The crisis of antibiotic resistance has become a significant global threat to human health. Understanding properties of antibiotic resistance genes (ARGs) is the first step to mitigate this issue. Although many methods have been proposed for predicting properties of ARGs, most of these methods focus only on predicting antibiotic classes, while ignoring other properties of ARGs, such as resistance mechanisms and transferability. However, acquiring all of these properties of ARGs can help researchers gain a more comprehensive understanding of the essence of antibiotic resistance, which will facilitate the development of antibiotics. In this paper, the task of predicting properties of ARGs is modeled as a multi-task learning problem, and an effective subtask-aware representation learning-based framework is proposed accordingly. More specifically, property-specific expert networks and shared expert networks are utilized respectively to learn subtask-specific features for each subtask and shared features among different subtasks. In addition, a gating-controlled mechanism is employed to dynamically allocate weights to subtask-specific semantics and shared semantics obtained respectively from property-specific expert networks and shared expert networks, thus adjusting distinctive contributions of subtask-specific features and shared features to achieve optimal performance for each subtask simultaneously. Extensive experiments are conducted on publicly available data, and experimental results demonstrate the effectiveness of the proposed framework on the task of ARGs properties prediction.

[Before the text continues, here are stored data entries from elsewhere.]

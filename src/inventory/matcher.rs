//! Recipe ingredient matching
//!
//! Fuzzy join between pantry item names and recipe ingredient names. Used to
//! rank and badge suggestions; never touches the inventory.

use chrono::NaiveDate;
use serde::Serialize;

use super::expiry::{days_left, WEEK_DAYS};
use crate::models::{FoodItem, Recipe};

/// Recipe ingredients that match at least one inventory name.
///
/// A match is case-insensitive containment in either direction. Blank names
/// on either side never match. Recipe order is kept and exact duplicates are
/// dropped.
pub fn matching_ingredients<S, T>(inventory_names: &[S], recipe_ingredients: &[T]) -> Vec<String>
where
    S: AsRef<str>,
    T: AsRef<str>,
{
    let names: Vec<String> = inventory_names
        .iter()
        .map(|n| n.as_ref().trim().to_lowercase())
        .filter(|n| !n.is_empty())
        .collect();

    let mut matched: Vec<String> = Vec::new();
    for ingredient in recipe_ingredients {
        let ingredient = ingredient.as_ref();
        let needle = ingredient.trim().to_lowercase();
        if needle.is_empty() {
            continue;
        }
        let hit = names
            .iter()
            .any(|name| needle.contains(name.as_str()) || name.contains(needle.as_str()));
        if hit && !matched.iter().any(|m| m == ingredient) {
            matched.push(ingredient.to_string());
        }
    }
    matched
}

/// A recipe annotated with the pantry items it would use up
#[derive(Debug, Clone, PartialEq, Serialize)]
pub struct RecipeMatch {
    pub recipe: Recipe,
    pub matched_ingredients: Vec<String>,
}

impl RecipeMatch {
    pub fn new<S: AsRef<str>>(recipe: Recipe, inventory_names: &[S]) -> Self {
        let matched_ingredients = matching_ingredients(inventory_names, &recipe.ingredient_names());
        Self {
            recipe,
            matched_ingredients,
        }
    }

    pub fn match_count(&self) -> usize {
        self.matched_ingredients.len()
    }
}

/// Most matched ingredients first; equal counts keep their incoming order
pub fn rank_by_overlap<S: AsRef<str>>(recipes: Vec<Recipe>, inventory_names: &[S]) -> Vec<RecipeMatch> {
    let mut matches: Vec<RecipeMatch> = recipes
        .into_iter()
        .map(|recipe| RecipeMatch::new(recipe, inventory_names))
        .collect();
    matches.sort_by(|a, b| b.match_count().cmp(&a.match_count()));
    matches
}

/// Lower-cased names of items expiring within a week, most urgent first
pub fn expiring_ingredient_queries<'a, I>(items: I, today: NaiveDate, limit: usize) -> Vec<String>
where
    I: IntoIterator<Item = &'a FoodItem>,
{
    let mut expiring: Vec<(i64, i64, String)> = items
        .into_iter()
        .filter_map(|item| {
            let days = days_left(item.expiration_date, today);
            let name = item.name.trim().to_lowercase();
            ((0..=WEEK_DAYS).contains(&days) && !name.is_empty()).then_some((days, item.id, name))
        })
        .collect();
    expiring.sort();

    let mut queries: Vec<String> = Vec::new();
    for (_, _, name) in expiring {
        if queries.len() == limit {
            break;
        }
        if !queries.contains(&name) {
            queries.push(name);
        }
    }
    queries
}

#[cfg(test)]
mod tests {
    use super::*;
    use crate::models::{Category, RecipeIngredient};
    use chrono::Duration;

    fn recipe(id: &str, ingredients: &[&str]) -> Recipe {
        Recipe {
            id: id.to_string(),
            name: format!("Recipe {}", id),
            category: None,
            area: None,
            instructions: String::new(),
            image_url: None,
            source_url: None,
            ingredients: ingredients
                .iter()
                .map(|name| RecipeIngredient {
                    name: name.to_string(),
                    measure: String::new(),
                })
                .collect(),
            is_custom: false,
        }
    }

    #[test]
    fn test_matching_preserves_recipe_order() {
        let matched = matching_ingredients(
            &["Bananas", "Milk"],
            &["ripe bananas", "sugar", "whole milk"],
        );
        assert_eq!(matched, vec!["ripe bananas", "whole milk"]);
    }

    #[test]
    fn test_matching_is_bidirectional() {
        assert_eq!(matching_ingredients(&["Chicken Breast"], &["chicken"]), vec!["chicken"]);
        assert_eq!(
            matching_ingredients(&["chicken"], &["Chicken Breast"]),
            vec!["Chicken Breast"]
        );
    }

    #[test]
    fn test_matching_dedupes_and_ignores_blanks() {
        let matched = matching_ingredients(&["egg", " "], &["Egg", "Egg", "", "flour"]);
        assert_eq!(matched, vec!["Egg"]);
        let none: Vec<String> = matching_ingredients(&[""], &["salt"]);
        assert!(none.is_empty());
    }

    #[test]
    fn test_rank_by_overlap_is_stable() {
        let recipes = vec![
            recipe("a", &["salt"]),
            recipe("b", &["milk", "eggs"]),
            recipe("c", &["pepper"]),
            recipe("d", &["milk"]),
        ];
        let ranked = rank_by_overlap(recipes, &["Milk", "Eggs"]);
        let ids: Vec<&str> = ranked.iter().map(|m| m.recipe.id.as_str()).collect();
        assert_eq!(ids, vec!["b", "d", "a", "c"]);
        assert_eq!(ranked[0].match_count(), 2);
    }

    #[test]
    fn test_expiring_ingredient_queries() {
        let today = NaiveDate::from_ymd_opt(2026, 8, 1).unwrap();
        let at = today.and_hms_opt(8, 0, 0).unwrap();
        let item = |id: i64, name: &str, days: i64| FoodItem {
            id,
            name: name.to_string(),
            category: Category::Other,
            quantity: 1.0,
            unit: "pcs".to_string(),
            expiration_date: today + Duration::days(days),
            price: 1.0,
            created_at: at,
            updated_at: at,
        };
        let items = vec![
            item(1, "Spinach", 5),
            item(2, "Milk", 1),
            item(3, "Old Bread", -2),
            item(4, "Rice", 90),
            item(5, "Chicken", 0),
            item(6, "Tomatoes", 2),
        ];
        let queries = expiring_ingredient_queries(&items, today, 3);
        assert_eq!(queries, vec!["chicken", "milk", "tomatoes"]);
    }
}
//! Recipe suggestion tools
//!
//! Network lookups run on a snapshot of inventory names, never while the
//! pantry is locked.

use std::collections::HashSet;

use chrono::NaiveDate;
use serde::Serialize;
use tracing::{debug, warn};

use crate::inventory::{expiring_ingredient_queries, matching_ingredients, rank_by_overlap, RecipeMatch};
use crate::models::{CustomRecipe, FoodItem, Recipe};
use crate::recipes::{RecipeResult, RecipeSource};

/// Expiring items searched for
pub const EXPIRING_QUERY_LIMIT: usize = 3;
/// Inventory names searched when nothing is expiring
pub const FALLBACK_QUERY_LIMIT: usize = 5;
pub const EXPIRING_RESULT_LIMIT: usize = 6;
pub const FALLBACK_RESULT_LIMIT: usize = 8;

#[derive(Debug, Serialize)]
pub struct RecipeSuggestionsResponse {
    /// True when suggestions are based on items expiring within a week
    pub based_on_expiring: bool,
    pub queries: Vec<String>,
    pub recipes: Vec<RecipeMatch>,
    pub failed_queries: Vec<String>,
}

/// Run each query, skipping failures, and dedupe by recipe id
async fn collect_by_name(
    source: &dyn RecipeSource,
    queries: &[String],
    cap: usize,
) -> (Vec<Recipe>, Vec<String>) {
    let mut seen: HashSet<String> = HashSet::new();
    let mut recipes: Vec<Recipe> = Vec::new();
    let mut failed: Vec<String> = Vec::new();

    for query in queries {
        match source.search_by_name(query).await {
            Ok(found) => {
                debug!(%query, count = found.len(), "Recipe search");
                for recipe in found {
                    if seen.insert(recipe.id.clone()) {
                        recipes.push(recipe);
                    }
                }
            }
            Err(e) => {
                warn!(%query, error = %e, "Recipe search failed");
                failed.push(query.clone());
            }
        }
    }

    recipes.truncate(cap);
    (recipes, failed)
}

/// Suggest recipes that use up what is about to expire, or anything in the
/// pantry when nothing is.
pub async fn suggest_recipes(
    source: &dyn RecipeSource,
    items: &[FoodItem],
    today: NaiveDate,
) -> RecipeSuggestionsResponse {
    let inventory_names: Vec<&str> = items.iter().map(|i| i.name.as_str()).collect();

    let expiring = expiring_ingredient_queries(items, today, EXPIRING_QUERY_LIMIT);
    let based_on_expiring = !expiring.is_empty();
    let (queries, cap) = if based_on_expiring {
        (expiring, EXPIRING_RESULT_LIMIT)
    } else {
        let fallback: Vec<String> = items
            .iter()
            .map(|i| i.name.trim().to_lowercase())
            .filter(|n| !n.is_empty())
            .take(FALLBACK_QUERY_LIMIT)
            .collect();
        (fallback, FALLBACK_RESULT_LIMIT)
    };

    let (recipes, failed_queries) = collect_by_name(source, &queries, cap).await;

    RecipeSuggestionsResponse {
        based_on_expiring,
        queries,
        recipes: rank_by_overlap(recipes, &inventory_names),
        failed_queries,
    }
}

#[derive(Debug, Serialize)]
pub struct SearchRecipesResponse {
    pub query: String,
    pub by_ingredient: bool,
    pub recipes: Vec<RecipeMatch>,
}

pub async fn search_recipes(
    source: &dyn RecipeSource,
    query: &str,
    by_ingredient: bool,
    items: &[FoodItem],
) -> RecipeResult<SearchRecipesResponse> {
    let recipes = if by_ingredient {
        source.search_by_ingredient(query).await?
    } else {
        source.search_by_name(query).await?
    };
    let inventory_names: Vec<&str> = items.iter().map(|i| i.name.as_str()).collect();

    Ok(SearchRecipesResponse {
        query: query.to_string(),
        by_ingredient,
        recipes: rank_by_overlap(recipes, &inventory_names),
    })
}

#[derive(Debug, Serialize)]
pub struct MatchIngredientsResponse {
    pub matched: Vec<String>,
    pub matched_count: usize,
    pub total_ingredients: usize,
}

pub fn match_ingredients(items: &[FoodItem], ingredients: &[String]) -> MatchIngredientsResponse {
    let inventory_names: Vec<&str> = items.iter().map(|i| i.name.as_str()).collect();
    let matched = matching_ingredients(&inventory_names, ingredients);
    MatchIngredientsResponse {
        matched_count: matched.len(),
        total_ingredients: ingredients.len(),
        matched,
    }
}

#[derive(Debug, Serialize)]
pub struct ListCustomRecipesResponse {
    pub recipes: Vec<RecipeMatch>,
    pub total: usize,
}

/// Stored custom recipes, newest first, badged against the pantry
pub fn list_custom_recipes(custom: Vec<CustomRecipe>, items: &[FoodItem]) -> ListCustomRecipesResponse {
    let inventory_names: Vec<&str> = items.iter().map(|i| i.name.as_str()).collect();
    let recipes: Vec<RecipeMatch> = custom
        .into_iter()
        .map(|c| RecipeMatch::new(Recipe::from(c), &inventory_names))
        .collect();
    ListCustomRecipesResponse {
        total: recipes.len(),
        recipes,
    }
}

#[cfg(test)]
mod tests {
    use super::*;
    use crate::models::{Category, RecipeIngredient};
    use crate::recipes::RecipeError;
    use async_trait::async_trait;
    use chrono::Duration;
    use std::sync::Mutex;

    struct FakeSource {
        calls: Mutex<Vec<String>>,
    }

    fn recipe(id: &str, ingredients: &[&str]) -> Recipe {
        Recipe {
            id: id.to_string(),
            name: format!("Recipe {}", id),
            category: None,
            area: None,
            instructions: String::new(),
            image_url: None,
            source_url: None,
            ingredients: ingredients
                .iter()
                .map(|n| RecipeIngredient { name: n.to_string(), measure: String::new() })
                .collect(),
            is_custom: false,
        }
    }

    #[async_trait]
    impl RecipeSource for FakeSource {
        async fn search_by_name(&self, query: &str) -> RecipeResult<Vec<Recipe>> {
            self.calls.lock().unwrap().push(query.to_string());
            match query {
                "milk" => Ok(vec![recipe("1", &["flour"]), recipe("2", &["milk", "spinach"])]),
                "spinach" => Ok(vec![recipe("2", &["milk", "spinach"]), recipe("3", &["spinach"])]),
                "rice" => Ok(vec![recipe("4", &["rice"])]),
                _ => Err(RecipeError::InvalidResponse("boom".to_string())),
            }
        }

        async fn search_by_ingredient(&self, _ingredient: &str) -> RecipeResult<Vec<Recipe>> {
            Ok(vec![recipe("9", &["rice"])])
        }
    }

    fn item(id: i64, name: &str, days: i64, today: NaiveDate) -> FoodItem {
        let at = today.and_hms_opt(9, 0, 0).unwrap();
        FoodItem {
            id,
            name: name.to_string(),
            category: Category::Other,
            quantity: 1.0,
            unit: "pcs".to_string(),
            expiration_date: today + Duration::days(days),
            price: 1.0,
            created_at: at,
            updated_at: at,
        }
    }

    #[tokio::test]
    async fn test_suggest_uses_expiring_items_and_skips_failures() {
        let today = NaiveDate::from_ymd_opt(2026, 2, 2).unwrap();
        let items = vec![
            item(1, "Milk", 1, today),
            item(2, "Spinach", 2, today),
            item(3, "Caviar", 3, today),
            item(4, "Rice", 100, today),
        ];
        let source = FakeSource { calls: Mutex::new(Vec::new()) };

        let response = suggest_recipes(&source, &items, today).await;
        assert!(response.based_on_expiring);
        assert_eq!(response.queries, vec!["milk", "spinach", "caviar"]);
        assert_eq!(response.failed_queries, vec!["caviar"]);

        let ids: Vec<&str> = response.recipes.iter().map(|m| m.recipe.id.as_str()).collect();
        assert_eq!(ids, vec!["2", "3", "1"]);
    }

    #[tokio::test]
    async fn test_suggest_falls_back_to_inventory() {
        let today = NaiveDate::from_ymd_opt(2026, 2, 2).unwrap();
        let items = vec![item(1, "Rice", 100, today)];
        let source = FakeSource { calls: Mutex::new(Vec::new()) };

        let response = suggest_recipes(&source, &items, today).await;
        assert!(!response.based_on_expiring);
        assert_eq!(response.queries, vec!["rice"]);
        assert_eq!(response.recipes.len(), 1);
        assert_eq!(source.calls.lock().unwrap().len(), 1);
    }

    #[tokio::test]
    async fn test_search_by_ingredient() {
        let today = NaiveDate::from_ymd_opt(2026, 2, 2).unwrap();
        let items = vec![item(1, "Rice", 100, today)];
        let source = FakeSource { calls: Mutex::new(Vec::new()) };
        let response = search_recipes(&source, "rice", true, &items).await.unwrap();
        assert_eq!(response.recipes[0].recipe.id, "9");
        assert_eq!(response.recipes[0].matched_ingredients, vec!["rice"]);
    }

    #[test]
    fn test_match_ingredients() {
        let today = NaiveDate::from_ymd_opt(2026, 2, 2).unwrap();
        let items = vec![item(1, "Bananas", 3, today), item(2, "Milk", 3, today)];
        let ingredients: Vec<String> = vec!["ripe bananas".into(), "sugar".into(), "whole milk".into()];
        let response = match_ingredients(&items, &ingredients);
        assert_eq!(response.matched, vec!["ripe bananas", "whole milk"]);
        assert_eq!(response.total_ingredients, 3);
    }
}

抗生素耐药性的危机已成为人类健康的重大全球威胁。了解抗生素耐药基因(ARGs)的特性是缓解这一问题的第一步。尽管已经提出了许多预测 ARG 特性的方法,但这些方法大多只关注预测抗生素类别,而忽略了 ARGs 的其他特性,如耐药机制和可转移性。然而,获取 ARGs 的所有这些特性可以帮助研究人员更全面地了解抗生素耐药性的本质,从而有助于开发抗生素。在本文中,我们将预测 ARG 特性的任务建模为多任务学习问题,并提出了一种有效的基于子任务感知表示学习的框架。更具体地说,我们分别使用特定于属性的专家网络和共享专家网络来学习每个子任务的特定于子任务的特征以及不同子任务之间的共享特征。此外,我们采用了门控控制机制,分别从特定于属性的专家网络和共享专家网络中动态分配权重给特定于子任务的语义和共享语义,从而调整特定于子任务的特征和共享特征的不同贡献,以同时实现每个子任务的最佳性能。在公开可用的数据上进行了广泛的实验,实验结果表明,该框架在 ARG 特性预测任务上是有效的。